You Choose

Your Choices

Did you know you can halt the disease process by learning to control your thoughts, or should I say by not allowing your thoughts to control you.

When you allow your thoughts to linger in the past, your brain doesn’t recognize that it’s the past, it thinks it’s right now and affects every part of your body. It sends messages through the vagus nerve to your gut and that gets your stomach all upset and in knots, causing all sorts of gut trouble, including inflammation. An inflamed gut wreaks havoc. You know that feel good hormone, Seratonin, well, guess what, that comes from your gut, and an inflamed gut blocks the production of serotonin.

The by product of your choices

Now that your thoughts have gotten you all upset the ball is in motion. Now your thoughts are sending messages to your brain that it is stressed and your body starts producing cortisol because it wants to rescue you from this stress. And remember your gut is lowering the production of serotonin already. This release of cortisol causes you to crave sugary, salty foods, which, if you give in, cause you to feel even worse. This can be a vicious cycle, especially if your thoughts are in control of you day in and day out. It can really impact your health regardless of how well you may be trying to eat.

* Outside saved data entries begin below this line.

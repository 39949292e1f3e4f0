// This Source Code Form is subject to the terms of the Mozilla Public
// License, v. 2.0. If a copy of the MPL was not distributed with this
// file, You can obtain one at https://mozilla.org/MPL/2.0/.

//! Wavefront OBJ/MTL export
//!
//! Scene coordinates are already Y-up, so vertices are written unchanged.
//! Each box becomes its own object; materials are shared per element kind.

use crate::error::SceneError;
use crate::scene::Scene;
use crate::types::{ElementKind, Material};
use floorplan_geometry::Mesh;
use std::io::Write;

const GROUND_MATERIAL: &str = "ground";

fn material_name(kind: ElementKind) -> &'static str {
    match kind {
        ElementKind::Wall => "wall",
        ElementKind::Door => "door",
        ElementKind::Window => "window",
        ElementKind::Furniture => "furniture",
    }
}

/// Write the scene as OBJ. When `mtl_library` is given, a `mtllib` line and
/// per-object `usemtl` lines reference it.
pub fn write_obj<W: Write>(
    scene: &Scene,
    out: &mut W,
    mtl_library: Option<&str>,
) -> Result<(), SceneError> {
    writeln!(out, "# Generated by floorplan-scene")?;
    writeln!(
        out,
        "# {} boxes ({} walls, {} doors, {} windows, {} furniture)",
        scene.box_count(),
        scene.stats.walls.rendered,
        scene.stats.doors.rendered,
        scene.stats.windows.rendered,
        scene.stats.furniture.rendered,
    )?;
    writeln!(out, "# Coordinate system: Y-up")?;
    if let Some(library) = mtl_library {
        writeln!(out, "mtllib {}", library)?;
    }
    writeln!(out)?;

    let mut vertex_offset: u32 = 0;

    let ground = scene.ground.to_mesh()?;
    write_object(out, "ground", GROUND_MATERIAL, &ground, mtl_library.is_some(), &mut vertex_offset)?;

    for element in scene.element_meshes() {
        let name = format!("{}_{}", material_name(element.element.kind), element.index);
        write_object(
            out,
            &name,
            material_name(element.element.kind),
            &element.mesh,
            mtl_library.is_some(),
            &mut vertex_offset,
        )?;
    }

    Ok(())
}

fn write_object<W: Write>(
    out: &mut W,
    name: &str,
    material: &str,
    mesh: &Mesh,
    with_material: bool,
    vertex_offset: &mut u32,
) -> Result<(), SceneError> {
    writeln!(out, "o {}", name)?;
    if with_material {
        writeln!(out, "usemtl {}", material)?;
    }

    for v in mesh.positions.chunks_exact(3) {
        writeln!(out, "v {:.6} {:.6} {:.6}", v[0], v[1], v[2])?;
    }
    for n in mesh.normals.chunks_exact(3) {
        writeln!(out, "vn {:.6} {:.6} {:.6}", n[0], n[1], n[2])?;
    }
    // OBJ indices are 1-based
    for t in mesh.indices.chunks_exact(3) {
        let i0 = t[0] + *vertex_offset + 1;
        let i1 = t[1] + *vertex_offset + 1;
        let i2 = t[2] + *vertex_offset + 1;
        writeln!(out, "f {}//{} {}//{} {}//{}", i0, i0, i1, i1, i2, i2)?;
    }

    *vertex_offset += mesh.vertex_count() as u32;
    writeln!(out)?;
    Ok(())
}

/// Write the material library referenced by [`write_obj`]
pub fn write_mtl<W: Write>(scene: &Scene, out: &mut W) -> Result<(), SceneError> {
    writeln!(out, "# Generated by floorplan-scene")?;
    writeln!(out)?;

    let ground = Material::new(scene.ground.color, 1.0, 0.0);
    write_material(out, GROUND_MATERIAL, &ground)?;
    for kind in ElementKind::ALL {
        write_material(out, material_name(kind), &kind.material())?;
    }
    Ok(())
}

fn write_material<W: Write>(out: &mut W, name: &str, material: &Material) -> Result<(), SceneError> {
    let [r, g, b, _] = material.color.to_rgba();
    writeln!(out, "newmtl {}", name)?;
    writeln!(out, "Kd {:.6} {:.6} {:.6}", r, g, b)?;
    writeln!(out, "Ka 0.000000 0.000000 0.000000")?;
    writeln!(out, "d 1.0")?;
    // PBR extension
    writeln!(out, "Pr {:.3}", material.roughness)?;
    writeln!(out, "Pm {:.3}", material.metalness)?;
    writeln!(out)?;
    Ok(())
}

#[cfg(test)]
mod tests {
    use super::*;
    use crate::composer::compose_scene;
    use crate::types::{FloorPlanData, FootprintRecord};

    fn sample_scene() -> Scene {
        let mut data = FloorPlanData::new();
        data.walls = vec![FootprintRecord::new(0.0, 0.0, 200.0, 20.0)];
        data.windows = vec![FootprintRecord::new(50.0, 0.0, 40.0, 10.0)];
        compose_scene(&data)
    }

    #[test]
    fn test_obj_structure() {
        let mut buf = Vec::new();
        write_obj(&sample_scene(), &mut buf, Some("scene.mtl")).unwrap();
        let text = String::from_utf8(buf).unwrap();

        assert!(text.contains("mtllib scene.mtl"));
        assert!(text.contains("o ground"));
        assert!(text.contains("o wall_0"));
        assert!(text.contains("o window_1"));
        assert!(text.contains("usemtl window"));

        // Ground quad plus two boxes
        let vertices = text.lines().filter(|l| l.starts_with("v ")).count();
        let faces = text.lines().filter(|l| l.starts_with("f ")).count();
        assert_eq!(vertices, 4 + 24 * 2);
        assert_eq!(faces, 2 + 12 * 2);
    }

    #[test]
    fn test_obj_indices_in_range() {
        let mut buf = Vec::new();
        write_obj(&sample_scene(), &mut buf, None).unwrap();
        let text = String::from_utf8(buf).unwrap();
        assert!(!text.contains("usemtl"));

        let vertex_count = text.lines().filter(|l| l.starts_with("v ")).count() as u32;
        for line in text.lines().filter(|l| l.starts_with("f ")) {
            for corner in line.split_whitespace().skip(1) {
                let index: u32 = corner.split("//").next().unwrap().parse().unwrap();
                assert!(index >= 1 && index <= vertex_count);
            }
        }
    }

    #[test]
    fn test_mtl_lists_all_materials() {
        let mut buf = Vec::new();
        write_mtl(&sample_scene(), &mut buf).unwrap();
        let text = String::from_utf8(buf).unwrap();
        for name in ["ground", "wall", "door", "window", "furniture"] {
            assert!(text.contains(&format!("newmtl {}\n", name)), "missing {}", name);
        }
    }
}
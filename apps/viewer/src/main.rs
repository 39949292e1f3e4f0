// This Source Code Form is subject to the terms of the Mozilla Public
// License, v. 2.0. If a copy of the MPL was not distributed with this
// file, You can obtain one at https://mozilla.org/MPL/2.0/.

//! Floor Plan Viewer - upload floor plans for detection and view them in 3D.
//!
//! The detection backend receives an image and updates four element
//! documents (walls, doors, windows, furniture). This binary loads those
//! documents, maps every record to a box and serves the composed scene.
//!
//! # Commands
//!
//! - `serve` - Run the HTTP API (loads data on start)
//! - `upload <IMAGE>` - Upload a PNG/JPEG, then reload and summarize
//! - `export` - Write the composed scene as OBJ/MTL or JSON
//!
//! # Endpoints
//!
//! - `GET /api/v1/health` - Health check
//! - `GET /api/v1/floorplan` - Loaded records
//! - `GET /api/v1/scene` - Composed scene with meshes
//! - `POST /api/v1/refresh` - Re-request all element documents
//! - `POST /api/v1/upload` - Upload an image for detection

use anyhow::Context;
use clap::{Parser, Subcommand, ValueEnum};
use floorplan_scene::{write_mtl, write_obj, ElementKind};
use std::fs::File;
use std::io::{BufWriter, Write};
use std::net::SocketAddr;
use std::path::{Path, PathBuf};
use std::process::ExitCode;
use std::sync::Arc;

mod config;
mod error;
mod routes;
mod services;
#[cfg(test)]
mod test_support;
mod types;

use config::Config;
use services::{
    pick_image, ConsoleNotifier, HttpAssetSource, HttpUploadTransport, SceneStore, UploadOutcome,
    Uploader,
};

/// Application state shared across handlers.
#[derive(Clone)]
pub struct AppState {
    pub config: Arc<Config>,
    pub store: Arc<SceneStore>,
    pub assets: Arc<HttpAssetSource>,
    pub uploader: Arc<Uploader<HttpUploadTransport>>,
}

impl AppState {
    pub fn new(config: Config) -> Self {
        Self {
            store: Arc::new(SceneStore::new()),
            assets: Arc::new(HttpAssetSource::new(&config.assets_url)),
            uploader: Arc::new(Uploader::new(HttpUploadTransport::new(&config.upload_url))),
            config: Arc::new(config),
        }
    }
}

#[derive(Parser, Debug)]
#[command(
    name = "floorplan-viewer",
    version,
    about = "Upload floor plans for detection and view the result in 3D"
)]
struct Cli {
    /// Detection backend endpoint
    #[arg(long, env = "UPLOAD_URL")]
    upload_url: Option<String>,

    /// Base URL of the element documents
    #[arg(long, env = "ASSETS_URL")]
    assets_url: Option<String>,

    #[command(subcommand)]
    command: Command,
}

#[derive(Subcommand, Debug)]
enum Command {
    /// Run the HTTP API
    Serve {
        #[arg(long, env = "PORT")]
        port: Option<u16>,
    },
    /// Upload a floor plan image for detection
    Upload { image: PathBuf },
    /// Write the composed scene to a file
    Export {
        /// Defaults to `scene.obj` or `scene.json` per format
        #[arg(long, short)]
        output: Option<PathBuf>,
        #[arg(long, value_enum, default_value_t = ExportFormat::Obj)]
        format: ExportFormat,
    },
}

#[derive(ValueEnum, Debug, Clone, Copy, PartialEq, Eq)]
enum ExportFormat {
    Obj,
    Json,
}

impl ExportFormat {
    fn default_output(self) -> PathBuf {
        match self {
            ExportFormat::Obj => PathBuf::from("scene.obj"),
            ExportFormat::Json => PathBuf::from("scene.json"),
        }
    }
}

#[tokio::main]
async fn main() -> anyhow::Result<ExitCode> {
    // Initialize logging
    tracing_subscriber::fmt()
        .with_env_filter(
            std::env::var("RUST_LOG")
                .unwrap_or_else(|_| "info,tower_http=debug,floorplan_viewer=debug".into()),
        )
        .pretty()
        .init();

    let cli = Cli::parse();

    let mut config = Config::from_env();
    if let Some(url) = cli.upload_url {
        config.upload_url = url;
    }
    if let Some(url) = cli.assets_url {
        config.assets_url = url.trim_end_matches('/').to_string();
    }

    match cli.command {
        Command::Serve { port } => {
            if let Some(port) = port {
                config.port = port;
            }
            serve(config).await?;
            Ok(ExitCode::SUCCESS)
        }
        Command::Upload { image } => upload(config, &image).await,
        Command::Export { output, format } => {
            let output = output.unwrap_or_else(|| format.default_output());
            export(config, &output, format).await?;
            Ok(ExitCode::SUCCESS)
        }
    }
}

async fn serve(config: Config) -> anyhow::Result<()> {
    tracing::info!(
        port = config.port,
        upload_url = %config.upload_url,
        assets_url = %config.assets_url,
        max_file_size_mb = config.max_file_size_mb,
        "Starting Floor Plan Viewer"
    );

    let state = AppState::new(config);

    // Initial load runs in the background; requests see `loading` until it settles
    {
        let store = state.store.clone();
        let assets = state.assets.clone();
        tokio::spawn(async move {
            store.refresh(assets.as_ref()).await;
        });
    }

    let addr = SocketAddr::from(([0, 0, 0, 0], state.config.port));
    let app = routes::app(state);
    tracing::info!("Listening on http://{}", addr);

    let listener = tokio::net::TcpListener::bind(addr)
        .await
        .with_context(|| format!("failed to bind {}", addr))?;
    axum::serve(listener, app).await.context("server error")?;
    Ok(())
}

async fn upload(config: Config, image: &Path) -> anyhow::Result<ExitCode> {
    let file = pick_image(image).await?;
    let state = AppState::new(config);

    let mut reload = false;
    let outcome = state
        .uploader
        .upload(Some(&file), &ConsoleNotifier, || reload = true)
        .await;

    if outcome != UploadOutcome::Succeeded {
        return Ok(ExitCode::FAILURE);
    }

    if reload {
        let snapshot = state.store.refresh(state.assets.as_ref()).await;
        let scene = snapshot.scene();
        for kind in ElementKind::ALL {
            let stats = scene.stats.get(kind);
            println!(
                "{:<10} {:>5} rendered {:>5} skipped",
                kind.label(),
                stats.rendered,
                stats.dropped
            );
        }
    }
    Ok(ExitCode::SUCCESS)
}

async fn export(config: Config, output: &Path, format: ExportFormat) -> anyhow::Result<()> {
    let state = AppState::new(config);
    let snapshot = state.store.refresh(state.assets.as_ref()).await;
    let scene = snapshot.scene();

    let file = File::create(output).with_context(|| format!("failed to create {}", output.display()))?;
    let mut out = BufWriter::new(file);

    match format {
        ExportFormat::Obj => {
            let mtl_path = output.with_extension("mtl");
            let mtl_name = mtl_path
                .file_name()
                .map(|n| n.to_string_lossy().into_owned())
                .unwrap_or_else(|| "scene.mtl".to_string());

            write_obj(&scene, &mut out, Some(&mtl_name))?;

            let mtl_file = File::create(&mtl_path)
                .with_context(|| format!("failed to create {}", mtl_path.display()))?;
            let mut mtl_out = BufWriter::new(mtl_file);
            write_mtl(&scene, &mut mtl_out)?;
            mtl_out.flush()?;
        }
        ExportFormat::Json => {
            serde_json::to_writer_pretty(&mut out, &scene)?;
            writeln!(out)?;
        }
    }
    out.flush()?;

    tracing::info!(
        output = %output.display(),
        boxes = scene.box_count(),
        dropped = scene.stats.total_dropped(),
        "Scene exported"
    );
    Ok(())
}

#[cfg(test)]
mod tests {
    use super::*;

    #[test]
    fn cli_parses_commands() {
        let cli = Cli::parse_from(["floorplan-viewer", "upload", "plan.png"]);
        assert!(matches!(cli.command, Command::Upload { ref image } if image == Path::new("plan.png")));

        let cli = Cli::parse_from([
            "floorplan-viewer",
            "--assets-url",
            "http://example.test/assets",
            "export",
            "--format",
            "json",
        ]);
        assert_eq!(cli.assets_url.as_deref(), Some("http://example.test/assets"));
        match cli.command {
            Command::Export { output, format } => {
                assert_eq!(output, None);
                assert_eq!(format, ExportFormat::Json);
            }
            other => panic!("unexpected command: {:?}", other),
        }
    }

    #[test]
    fn export_default_output_follows_format() {
        let output_for = |args: &[&str]| match Cli::parse_from(args).command {
            Command::Export { output, format } => {
                output.unwrap_or_else(|| format.default_output())
            }
            other => panic!("unexpected command: {:?}", other),
        };

        assert_eq!(
            output_for(&["floorplan-viewer", "export"]),
            PathBuf::from("scene.obj")
        );
        assert_eq!(
            output_for(&["floorplan-viewer", "export", "--format", "json"]),
            PathBuf::from("scene.json")
        );
        assert_eq!(
            output_for(&["floorplan-viewer", "export", "--format", "json", "-o", "plan.txt"]),
            PathBuf::from("plan.txt")
        );
    }

    #[test]
    fn cli_definition_is_consistent() {
        use clap::CommandFactory;
        Cli::command().debug_assert();
    }
}
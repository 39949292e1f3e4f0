// This Source Code Form is subject to the terms of the Mozilla Public
// License, v. 2.0. If a copy of the MPL was not distributed with this
// file, You can obtain one at https://mozilla.org/MPL/2.0/.

//! Element document loading.
//!
//! The four documents are requested concurrently. Each request settles on
//! its own: a failure is logged and leaves that kind empty without
//! affecting the others.

use floorplan_scene::{parse_records, ElementKind, FloorPlanData, FootprintRecord, SceneError};
use reqwest::StatusCode;
use std::future::Future;
use thiserror::Error;

/// Failure to load one element document.
#[derive(Debug, Error)]
pub enum AssetError {
    #[error("{kind} request failed: {source}")]
    Transport {
        kind: ElementKind,
        #[source]
        source: reqwest::Error,
    },

    #[error("{kind} fetch failed with status {status}")]
    Status { kind: ElementKind, status: StatusCode },

    #[error("{kind} document is invalid: {source}")]
    Decode {
        kind: ElementKind,
        #[source]
        source: SceneError,
    },
}

/// Source of element documents.
pub trait AssetSource: Send + Sync {
    /// Fetch and decode the document for one kind.
    fn fetch(
        &self,
        kind: ElementKind,
    ) -> impl Future<Output = Result<Vec<FootprintRecord>, AssetError>> + Send;
}

/// Fetches `{base_url}/{kind}.json` over HTTP.
#[derive(Debug, Clone)]
pub struct HttpAssetSource {
    base_url: String,
    http: reqwest::Client,
}

impl HttpAssetSource {
    pub fn new(base_url: &str) -> Self {
        Self::with_client(reqwest::Client::new(), base_url)
    }

    pub fn with_client(http: reqwest::Client, base_url: &str) -> Self {
        Self {
            base_url: base_url.trim_end_matches('/').to_string(),
            http,
        }
    }

    pub fn document_url(&self, kind: ElementKind) -> String {
        format!("{}/{}.json", self.base_url, kind.asset_name())
    }
}

impl AssetSource for HttpAssetSource {
    async fn fetch(&self, kind: ElementKind) -> Result<Vec<FootprintRecord>, AssetError> {
        let url = self.document_url(kind);
        tracing::debug!(kind = %kind, url = %url, "Fetching element document");

        let resp = self
            .http
            .get(&url)
            .send()
            .await
            .map_err(|source| AssetError::Transport { kind, source })?;

        if !resp.status().is_success() {
            return Err(AssetError::Status {
                kind,
                status: resp.status(),
            });
        }

        let body = resp
            .bytes()
            .await
            .map_err(|source| AssetError::Transport { kind, source })?;

        parse_records(&body).map_err(|source| AssetError::Decode { kind, source })
    }
}

async fn fetch_or_empty<S: AssetSource>(source: &S, kind: ElementKind) -> Vec<FootprintRecord> {
    match source.fetch(kind).await {
        Ok(records) => {
            tracing::debug!(kind = %kind, count = records.len(), "Loaded element document");
            records
        }
        Err(e) => {
            tracing::error!(kind = %kind, error = %e, "Error loading element document");
            Vec::new()
        }
    }
}

/// Load all four documents concurrently. Never fails: a kind whose
/// document could not be loaded is left empty.
pub async fn load_floor_plan<S: AssetSource>(source: &S) -> FloorPlanData {
    let (walls, doors, windows, furniture) = tokio::join!(
        fetch_or_empty(source, ElementKind::Wall),
        fetch_or_empty(source, ElementKind::Door),
        fetch_or_empty(source, ElementKind::Window),
        fetch_or_empty(source, ElementKind::Furniture),
    );

    FloorPlanData {
        walls,
        doors,
        windows,
        furniture,
    }
}
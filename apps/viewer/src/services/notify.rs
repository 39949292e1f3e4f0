// This Source Code Form is subject to the terms of the Mozilla Public
// License, v. 2.0. If a copy of the MPL was not distributed with this
// file, You can obtain one at https://mozilla.org/MPL/2.0/.

//! User-visible notices.

use serde::Serialize;
use std::sync::Mutex;

pub const SUCCESS_MESSAGE: &str = "Detection complete. Viewer updated.";
pub const FAILURE_MESSAGE: &str = "Upload failed.";

/// A message meant for the user rather than the log.
#[derive(Debug, Clone, PartialEq, Eq, Serialize)]
#[serde(tag = "level", content = "message", rename_all = "snake_case")]
pub enum Notice {
    Success(String),
    Failure(String),
}

impl Notice {
    pub fn upload_succeeded() -> Self {
        Notice::Success(SUCCESS_MESSAGE.to_string())
    }

    pub fn upload_failed() -> Self {
        Notice::Failure(FAILURE_MESSAGE.to_string())
    }

    pub fn message(&self) -> &str {
        match self {
            Notice::Success(message) | Notice::Failure(message) => message,
        }
    }
}

/// Surfaces notices to the user.
pub trait Notifier: Send + Sync {
    fn notify(&self, notice: Notice);
}

/// Prints notices on stdout.
#[derive(Debug, Default)]
pub struct ConsoleNotifier;

impl Notifier for ConsoleNotifier {
    fn notify(&self, notice: Notice) {
        match &notice {
            Notice::Success(message) => println!("✅ {}", message),
            Notice::Failure(message) => println!("❌ {}", message),
        }
    }
}

/// Collects notices so they can be returned in an API response.
#[derive(Debug, Default)]
pub struct NoticeLog {
    notices: Mutex<Vec<Notice>>,
}

impl NoticeLog {
    pub fn new() -> Self {
        Self::default()
    }

    pub fn take(&self) -> Vec<Notice> {
        match self.notices.lock() {
            Ok(mut notices) => std::mem::take(&mut *notices),
            Err(poisoned) => std::mem::take(&mut *poisoned.into_inner()),
        }
    }
}

impl Notifier for NoticeLog {
    fn notify(&self, notice: Notice) {
        match self.notices.lock() {
            Ok(mut notices) => notices.push(notice),
            Err(poisoned) => poisoned.into_inner().push(notice),
        }
    }
}
// This Source Code Form is subject to the terms of the Mozilla Public
// License, v. 2.0. If a copy of the MPL was not distributed with this
// file, You can obtain one at https://mozilla.org/MPL/2.0/.

//! HTTP routes and the router they are mounted on.

pub mod health;
pub mod scene;
pub mod upload;

use crate::config::Config;
use crate::AppState;
use axum::{
    extract::DefaultBodyLimit,
    http::HeaderValue,
    routing::{get, post},
    Router,
};
use tower_http::{
    cors::{Any, CorsLayer},
    trace::TraceLayer,
};

/// Build the CORS layer from the configured origins; `*` allows any origin.
fn cors_layer(config: &Config) -> CorsLayer {
    if config.cors_origins.iter().any(|o| o == "*") {
        return CorsLayer::permissive();
    }

    let origins: Vec<HeaderValue> = config
        .cors_origins
        .iter()
        .filter_map(|origin| match origin.parse() {
            Ok(value) => Some(value),
            Err(_) => {
                tracing::warn!(origin = %origin, "Ignoring invalid CORS origin");
                None
            }
        })
        .collect();

    CorsLayer::new()
        .allow_origin(origins)
        .allow_methods(Any)
        .allow_headers(Any)
}

/// Build the API router.
pub fn app(state: AppState) -> Router {
    let body_limit = state.config.max_file_size_mb * 1024 * 1024;
    let cors = cors_layer(&state.config);

    Router::new()
        // Root endpoint - API information
        .route("/", get(health::info))
        // Health check
        .route("/api/v1/health", get(health::check))
        // Floor plan data and composed scene
        .route("/api/v1/floorplan", get(scene::get_floorplan))
        .route("/api/v1/scene", get(scene::get_scene))
        .route("/api/v1/refresh", post(scene::refresh))
        // Upload to the detection backend
        .route("/api/v1/upload", post(upload::upload))
        // Middleware
        .layer(DefaultBodyLimit::max(body_limit))
        .layer(TraceLayer::new_for_http())
        .layer(cors)
        .with_state(state)
}
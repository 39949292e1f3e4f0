// This Source Code Form is subject to the terms of the Mozilla Public
// License, v. 2.0. If a copy of the MPL was not distributed with this
// file, You can obtain one at https://mozilla.org/MPL/2.0/.

use thiserror::Error;

/// Result type for geometry operations
pub type Result<T> = std::result::Result<T, Error>;

/// Errors that can occur while building primitive geometry
#[derive(Error, Debug)]
pub enum Error {
    #[error("Invalid dimensions: {0}")]
    InvalidDimensions(String),
}
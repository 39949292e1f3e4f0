// This Source Code Form is subject to the terms of the Mozilla Public
// License, v. 2.0. If a copy of the MPL was not distributed with this
// file, You can obtain one at https://mozilla.org/MPL/2.0/.

//! Single owner of the loaded floor plan.
//!
//! Every consumer reads records through this store; nothing else fetches
//! element documents. A refresh invalidates and re-requests all four
//! documents, then replaces the lists wholesale.

use super::assets::{load_floor_plan, AssetSource};
use floorplan_scene::{compose_scene, FloorPlanData, Scene};
use serde::Serialize;
use tokio::sync::RwLock;

/// Point-in-time view of the store.
#[derive(Debug, Clone, Serialize)]
pub struct Snapshot {
    /// At least one refresh is still in flight (or none has run yet).
    pub loading: bool,
    /// Number of refreshes applied so far.
    pub generation: u64,
    pub data: FloorPlanData,
}

impl Snapshot {
    pub fn scene(&self) -> Scene {
        compose_scene(&self.data)
    }
}

#[derive(Debug, Default)]
struct StoreState {
    data: FloorPlanData,
    generation: u64,
    /// Refreshes started but not yet settled
    pending: usize,
    /// Ticket handed to the most recently started refresh
    issued: u64,
    /// Ticket of the refresh whose data is currently held
    applied: u64,
}

#[derive(Debug, Default)]
pub struct SceneStore {
    state: RwLock<StoreState>,
}

impl SceneStore {
    /// An empty store, loading until its first refresh settles.
    pub fn new() -> Self {
        Self::default()
    }

    pub async fn snapshot(&self) -> Snapshot {
        let state = self.state.read().await;
        Snapshot {
            loading: state.pending > 0 || state.generation == 0,
            generation: state.generation,
            data: state.data.clone(),
        }
    }

    /// Re-request all four documents and replace the held data.
    ///
    /// When refreshes overlap, data from an older refresh never replaces
    /// data from a newer one.
    pub async fn refresh<S: AssetSource>(&self, source: &S) -> Snapshot {
        let ticket = {
            let mut state = self.state.write().await;
            state.pending += 1;
            state.issued += 1;
            state.issued
        };

        tracing::debug!(ticket, "Refreshing floor plan");
        let data = load_floor_plan(source).await;

        {
            let mut state = self.state.write().await;
            state.pending -= 1;
            if ticket > state.applied {
                state.applied = ticket;
                state.data = data;
                state.generation += 1;
                tracing::info!(
                    generation = state.generation,
                    walls = state.data.walls.len(),
                    doors = state.data.doors.len(),
                    windows = state.data.windows.len(),
                    furniture = state.data.furniture.len(),
                    "Floor plan loaded"
                );
            } else {
                tracing::debug!(ticket, applied = state.applied, "Discarding stale refresh");
            }
        }

        self.snapshot().await
    }
}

“Only you choose, every day, every hour, how your life will play out. You have more control over developing disease than the genes you were born with. Choose well.” Dr. Mary Hyman

So what to do…..

What I practice doing when thoughts of a past trauma start to creep in is sit with the thoughts from the place of a third party. Reminding myself that I am no longer experiencing the trauma, the trauma has passed. I don’t necessarily try to ignore it, instead I try to love myself through it. Deep breathing has drastically helped me. I find that I can free my mind of most thoughts by concentrating on my breath. Inhaling through my nose to a count of 4, holding that breath for a count of 2, then sighing it deeply out of my mouth to a count of 6. I only practice this for a few moments, then I get up and move. I have found that moving, whether that is doing yoga, going for a walk, a run, a bike ride, or simply walking around in my yard just looking at nature brings me back to the present moment.

Stay Present

I’d be misleading you if I didn’t also tell you that you need to practice staying present. Any time I feel my thoughts starting to take over, you know, that rambling voice in my head gets on a roll, I bring myself back to a state of aware presence. Reminding myself that I am here in this space, wherever it is, right now. Reminding myself that I am the observer of my thoughts, my thoughts are not who I am. Usually bringing some silence, even if it’s noisy around me, helps me focus on the present moment.

Cause you know what, we may not be there yet, but perhaps together, we’ll get there Soon Enuff.